At the Employment Appeal Tribunal Slade J dismissed the appeals by NSL and RRD. Slade J noted the absence of any definition of ‘entailing changes in the workforce’ in TUPE or the Council Directive 2001/23/EC and found that several factors were to be taken into account in determining their meaning: the ordinary meaning of the words taken in context, the domestic authorities on their meaning, the 2014 amendments to Regulation 7(1) TUPE, and whether their meaning was affected by European jurisprudence.

Slade J had regard to observations by Browne-Wilkinson in Berriman before concluding that a ‘workforce’ “is made up of workers, people. ‘Workforce’ is not ‘workplace’ or any other physical or abstract concept such as the way in which work is organised or where it takes place”.

Furthermore, Slade J held that not all dismissals for an ETO reason entailing changes in the workforce are dismissals for redundancy, noting that dismissals for redundancy within the meaning of s.139 Employment Rights Act 1996 had not been excluded from the scope of automatic unfair dismissal under Regulation 7(1) TUPE. The objective of Directive 2001/23/EC “was to provide for the protection of employees in the event of a change of employer, in particular to ensure that their rights are safeguarded” and the CJEU’s Judgment in Alemo-Herron v. Parkwood Leisure [2013] ICR 1116 “does not alter the earlier European jurisprudence on the mandatory nature of the obligations in the Acquired Rights Directive”. In the absence of clear language, which had since been introduced by the 2014 amendment to Regulation 7(1) TUPE, interpreting ‘entailing changes in the workforce’ to include a change in the location of the workforce would mean that employees dismissed for refusing to relocate following a TUPE transfer would be deprived of the protection of a finding of automatic unfair dismissal.

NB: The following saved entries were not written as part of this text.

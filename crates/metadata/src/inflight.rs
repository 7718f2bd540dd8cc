//! Per-key in-flight registry.
//!
//! `acquire` is a single atomic insert-if-absent. The caller that inserts
//! becomes the leader and gets a [`LeaderGuard`]; everyone else gets a
//! [`Waiter`] bound to the leader's one-shot completion value. Dropping the
//! guard removes the entry on every path (return, error, cancellation,
//! unwind), so a key can never stay locked once its owner is gone.

use std::fmt;
use std::hash::Hash;
use std::sync::Arc;
use std::sync::atomic::{AtomicU64, Ordering};

use dashmap::DashMap;
use dashmap::mapref::entry::Entry;
use tokio::sync::watch;
use tokio_util::sync::CancellationToken;

struct Slot<V> {
    id: u64,
    done: watch::Receiver<Option<V>>,
}

pub struct InFlightRegistry<K, V> {
    entries: Arc<DashMap<K, Slot<V>>>,
    next_id: Arc<AtomicU64>,
}

impl<K, V> Clone for InFlightRegistry<K, V> {
    fn clone(&self) -> Self {
        Self {
            entries: self.entries.clone(),
            next_id: self.next_id.clone(),
        }
    }
}

impl<K: Eq + Hash, V> Default for InFlightRegistry<K, V> {
    fn default() -> Self {
        Self {
            entries: Arc::new(DashMap::new()),
            next_id: Arc::new(AtomicU64::new(0)),
        }
    }
}

impl<K: Eq + Hash, V> fmt::Debug for InFlightRegistry<K, V> {
    fn fmt(&self, f: &mut fmt::Formatter<'_>) -> fmt::Result {
        f.debug_struct("InFlightRegistry")
            .field("in_flight", &self.entries.len())
            .finish()
    }
}

pub enum Acquired<K: Eq + Hash, V> {
    Leader(LeaderGuard<K, V>),
    Waiter(Waiter<V>),
}

impl<K, V> InFlightRegistry<K, V>
where
    K: Eq + Hash + Clone,
    V: Clone,
{
    pub fn new() -> Self {
        Self::default()
    }

    pub fn acquire(&self, key: K) -> Acquired<K, V> {
        match self.entries.entry(key.clone()) {
            Entry::Occupied(slot) => Acquired::Waiter(Waiter {
                done: slot.get().done.clone(),
            }),
            Entry::Vacant(vacant) => {
                let id = self.next_id.fetch_add(1, Ordering::Relaxed);
                let (tx, rx) = watch::channel(None);
                vacant.insert(Slot { id, done: rx });
                Acquired::Leader(LeaderGuard {
                    key,
                    id,
                    tx,
                    entries: self.entries.clone(),
                })
            }
        }
    }

    pub fn contains(&self, key: &K) -> bool {
        self.entries.contains_key(key)
    }

    pub fn len(&self) -> usize {
        self.entries.len()
    }

    pub fn is_empty(&self) -> bool {
        self.entries.is_empty()
    }
}

/// Exclusive right to run the operation for one key.
pub struct LeaderGuard<K: Eq + Hash, V> {
    key: K,
    id: u64,
    tx: watch::Sender<Option<V>>,
    entries: Arc<DashMap<K, Slot<V>>>,
}

impl<K: Eq + Hash, V> LeaderGuard<K, V> {
    /// Release the key and publish the result to every waiter. The entry is
    /// gone before anyone wakes, so a woken waiter that acquires again leads.
    pub fn complete(self, value: V) {
        let id = self.id;
        self.entries.remove_if(&self.key, |_, slot| slot.id == id);
        self.tx.send_replace(Some(value));
    }
}

impl<K: Eq + Hash, V> Drop for LeaderGuard<K, V> {
    fn drop(&mut self) {
        let id = self.id;
        self.entries.remove_if(&self.key, |_, slot| slot.id == id);
    }
}

/// How a wait ended.
#[derive(Debug, Clone, PartialEq, Eq)]
pub enum WaitResult<V> {
    Done(V),
    /// The leader went away without publishing a value.
    Abandoned,
    /// The waiting caller's own token fired.
    Cancelled,
}

pub struct Waiter<V> {
    done: watch::Receiver<Option<V>>,
}

impl<V: Clone> Waiter<V> {
    /// Block until the leader publishes, the leader is dropped, or `cancel`
    /// fires. Cancelling a waiter has no effect on the leader.
    pub async fn wait(mut self, cancel: &CancellationToken) -> WaitResult<V> {
        let done = &mut self.done;
        let settled = async move {
            done.wait_for(Option::is_some)
                .await
                .map(|value| (*value).clone())
                .ok()
                .flatten()
        };

        tokio::select! {
            biased;
            _ = cancel.cancelled() => WaitResult::Cancelled,
            value = settled => match value {
                Some(v) => WaitResult::Done(v),
                None => WaitResult::Abandoned,
            },
        }
    }
}
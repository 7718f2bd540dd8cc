use clap::{Parser, Subcommand};
use std::path::PathBuf;

#[derive(Parser, Debug)]
#[command(name = "scrapefin")]
#[command(version, about = "Resolve a local episode library against a remote catalog")]
pub struct Cli {
    #[command(subcommand)]
    pub command: Command,
}

#[derive(Subcommand, Debug, PartialEq, Eq)]
pub enum Command {
    /// Walk a library and resolve every episode file to its catalog key
    Scan {
        /// Library root (defaults to SCRAPEFIN_LIBRARY)
        library: Option<PathBuf>,
    },

    /// Download assets into the local cache, once per underlying URI
    Cache {
        /// Asset URIs, archive snapshot wrappers allowed
        #[arg(required = true)]
        uris: Vec<String>,
    },

    /// Clear the season scrape marker so the next scan fetches again
    Forget {
        /// Series catalog id
        series: String,
    },

    /// Delete a series with all its seasons, episodes and scrape markers
    Purge {
        /// Series catalog id
        series: String,
    },
}
//! Fetch-once asset cache.
//!
//! Assets are keyed by their source URI with any archive snapshot wrapper
//! removed, so the same image captured at two points in time is fetched and
//! stored once.

use std::path::{Path, PathBuf};
use std::sync::{Arc, LazyLock};

use regex::Regex;
use sha2::{Digest, Sha256};
use tokio_util::sync::CancellationToken;
use tracing::{debug, info, warn};

use scrapefin_core::client::AssetFetcher;
use scrapefin_core::store::AssetStore;
use scrapefin_core::{AssetOutcome, AssetRecord, FailureReason, StoreError};

use crate::inflight::{Acquired, InFlightRegistry, WaitResult};

// 20210101000000, 2021, 20210101000000im_
static RE_SNAPSHOT_MARKER: LazyLock<Regex> =
    LazyLock::new(|| Regex::new(r"^\d{4,}[A-Za-z0-9_]*$").unwrap());

/// Strips `<archive-host>/<snapshot-marker>/` wrappers from asset URIs.
#[derive(Debug, Clone)]
pub struct SnapshotNormalizer {
    hosts: Vec<String>,
}

impl SnapshotNormalizer {
    pub fn new<I, S>(hosts: I) -> Self
    where
        I: IntoIterator<Item = S>,
        S: Into<String>,
    {
        Self {
            hosts: hosts
                .into_iter()
                .map(|h| h.into().trim_matches('/').to_string())
                .filter(|h| !h.is_empty())
                .collect(),
        }
    }

    /// The original URI behind any number of nested wrappers, or `uri`
    /// unchanged when it is not wrapped.
    pub fn normalize<'a>(&self, uri: &'a str) -> &'a str {
        let mut current = uri;
        while let Some(inner) = self.unwrap_once(current) {
            current = inner;
        }
        current
    }

    fn unwrap_once<'a>(&self, uri: &'a str) -> Option<&'a str> {
        let rest = strip_scheme(uri);
        self.hosts.iter().find_map(|host| {
            let after_host = rest.strip_prefix(host.as_str())?.strip_prefix('/')?;
            let (marker, original) = after_host.split_once('/')?;
            (RE_SNAPSHOT_MARKER.is_match(marker) && !original.is_empty()).then_some(original)
        })
    }
}

impl Default for SnapshotNormalizer {
    fn default() -> Self {
        Self::new(["web.archive.org/web"])
    }
}

fn strip_scheme(uri: &str) -> &str {
    for scheme in ["https://", "http://", "//"] {
        if uri
            .get(..scheme.len())
            .is_some_and(|head| head.eq_ignore_ascii_case(scheme))
        {
            return &uri[scheme.len()..];
        }
    }
    uri
}

/// Local blob id for a normalized asset URI: a SHA-256 prefix of the whole
/// URI followed by its file name, reduced to characters safe in a single path
/// component. Query and fragment are part of the digest but not the name.
pub fn blob_id(normalized_uri: &str) -> String {
    let mut hasher = Sha256::new();
    hasher.update(normalized_uri.as_bytes());
    let digest = hex::encode(hasher.finalize());
    let prefix = &digest[..BLOB_DIGEST_LEN];

    match file_name(normalized_uri) {
        Some(name) => format!("{prefix}-{name}"),
        None => prefix.to_string(),
    }
}

const BLOB_DIGEST_LEN: usize = 16;

fn file_name(uri: &str) -> Option<String> {
    let without_suffix = uri
        .split(['?', '#'])
        .next()
        .unwrap_or_default()
        .trim_end_matches('/');
    let name = without_suffix.rsplit('/').next()?;

    let sanitized: String = name
        .chars()
        .map(|c| match c {
            'A'..='Z' | 'a'..='z' | '0'..='9' | '.' | '-' | '_' => c,
            _ => '_',
        })
        .collect();
    let sanitized = sanitized.trim_start_matches('.');
    (!sanitized.is_empty()).then(|| sanitized.to_string())
}

pub struct AssetCache {
    fetcher: Arc<dyn AssetFetcher>,
    store: Arc<dyn AssetStore>,
    normalizer: SnapshotNormalizer,
    in_flight: InFlightRegistry<String, AssetOutcome>,
}

impl AssetCache {
    pub fn new(
        fetcher: Arc<dyn AssetFetcher>,
        store: Arc<dyn AssetStore>,
        normalizer: SnapshotNormalizer,
    ) -> Self {
        Self {
            fetcher,
            store,
            normalizer,
            in_flight: InFlightRegistry::new(),
        }
    }

    pub fn in_flight(&self) -> &InFlightRegistry<String, AssetOutcome> {
        &self.in_flight
    }

    pub fn blob_id_for(&self, source_uri: &str) -> String {
        blob_id(self.normalizer.normalize(source_uri))
    }

    /// Where `source_uri` lives locally, without fetching anything.
    pub async fn record(&self, source_uri: &str) -> Result<AssetRecord, StoreError> {
        let local_blob_id = self.blob_id_for(source_uri);
        let exists = self.store.asset_exists(&local_blob_id).await?;
        Ok(AssetRecord {
            source_uri: source_uri.to_string(),
            local_blob_id,
            exists,
        })
    }

    /// Make sure the asset behind `source_uri` is stored locally. Bytes are
    /// fetched from `source_uri` as given, wrapper included.
    pub async fn ensure_cached(&self, source_uri: &str, cancel: &CancellationToken) -> AssetOutcome {
        let key = self.normalizer.normalize(source_uri).to_string();
        let blob = blob_id(&key);

        match self.store.asset_exists(&blob).await {
            Ok(true) => {
                debug!(blob_id = %blob, "asset cache hit");
                return AssetOutcome::Ok;
            }
            Ok(false) => {}
            Err(e) => {
                warn!(blob_id = %blob, error = %e, "asset lookup failed");
                return AssetOutcome::Failed(e.into());
            }
        }

        let guard = match self.in_flight.acquire(key) {
            Acquired::Leader(guard) => guard,
            Acquired::Waiter(waiter) => {
                debug!(blob_id = %blob, "asset fetch in flight, waiting");
                return match waiter.wait(cancel).await {
                    WaitResult::Done(outcome) => outcome,
                    WaitResult::Abandoned => AssetOutcome::Failed(FailureReason::Abandoned),
                    WaitResult::Cancelled => AssetOutcome::Cancelled,
                };
            }
        };

        let fetched = tokio::select! {
            biased;
            _ = cancel.cancelled() => None,
            result = self.fetch_and_store(source_uri, &blob) => Some(result),
        };

        match fetched {
            Some(Ok(())) => {
                guard.complete(AssetOutcome::Ok);
                AssetOutcome::Ok
            }
            Some(Err(reason)) => {
                warn!(
                    source_uri,
                    blob_id = %blob,
                    code = reason.code(),
                    error = %reason,
                    "asset fetch failed"
                );
                let outcome = AssetOutcome::Failed(reason);
                guard.complete(outcome.clone());
                outcome
            }
            None => {
                debug!(blob_id = %blob, "asset fetch cancelled");
                AssetOutcome::Cancelled
            }
        }
    }

    async fn fetch_and_store(&self, source_uri: &str, blob: &str) -> Result<(), FailureReason> {
        // A previous leader may have finished between the check and the lock.
        if self.store.asset_exists(blob).await? {
            return Ok(());
        }

        let bytes = self.fetcher.fetch_asset(source_uri).await?;
        self.store.write_asset(blob, source_uri, &bytes).await?;

        info!(source_uri, blob_id = %blob, size = bytes.len(), "cached asset");
        Ok(())
    }
}

/// Blobs as plain files under one directory.
#[derive(Debug, Clone)]
pub struct FsAssetStore {
    root: PathBuf,
}

impl FsAssetStore {
    pub fn new(root: impl Into<PathBuf>) -> Self {
        Self { root: root.into() }
    }

    pub fn root(&self) -> &Path {
        &self.root
    }

    pub fn path_for(&self, blob_id: &str) -> PathBuf {
        self.root.join(blob_id)
    }
}

#[async_trait::async_trait]
impl AssetStore for FsAssetStore {
    async fn asset_exists(&self, blob_id: &str) -> Result<bool, StoreError> {
        Ok(tokio::fs::try_exists(self.path_for(blob_id)).await?)
    }

    async fn write_asset(
        &self,
        blob_id: &str,
        _source_uri: &str,
        bytes: &[u8],
    ) -> Result<(), StoreError> {
        tokio::fs::create_dir_all(&self.root).await?;

        // Write beside the target and rename so readers never see a partial file.
        let tmp = self
            .root
            .join(format!(".{blob_id}.{}.tmp", uuid::Uuid::new_v4()));
        tokio::fs::write(&tmp, bytes).await?;
        if let Err(e) = tokio::fs::rename(&tmp, self.path_for(blob_id)).await {
            tokio::fs::remove_file(&tmp).await.ok();
            return Err(e.into());
        }
        Ok(())
    }
}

Slade J referred to the opinion expressed, obiter, in Meter-U Ltd v. Ackroyd [2012] ICR 834 that changes in the number of employees employed or in their duties are not the only changes which may constitute ‘changes in the workforce’ under Regulation 7(1) TUPE and stated that in order to fall within Regulation 7(2) TUPE the changes must be to the body or people constituting the workforce the changes could also include a requirement for additional skills or qualifications (even if the job remained the same).

Emma Smith represented the claimants at the Employment Tribunal and Employment Appeal Tribunal and was instructed at both stages by Shantha David of UNISON Legal Services.

Dismissals of transferred employees for refusing to work in a different workplace following a TUPE transfer were not dismissals for an ETO reason entailing changes in the workforce.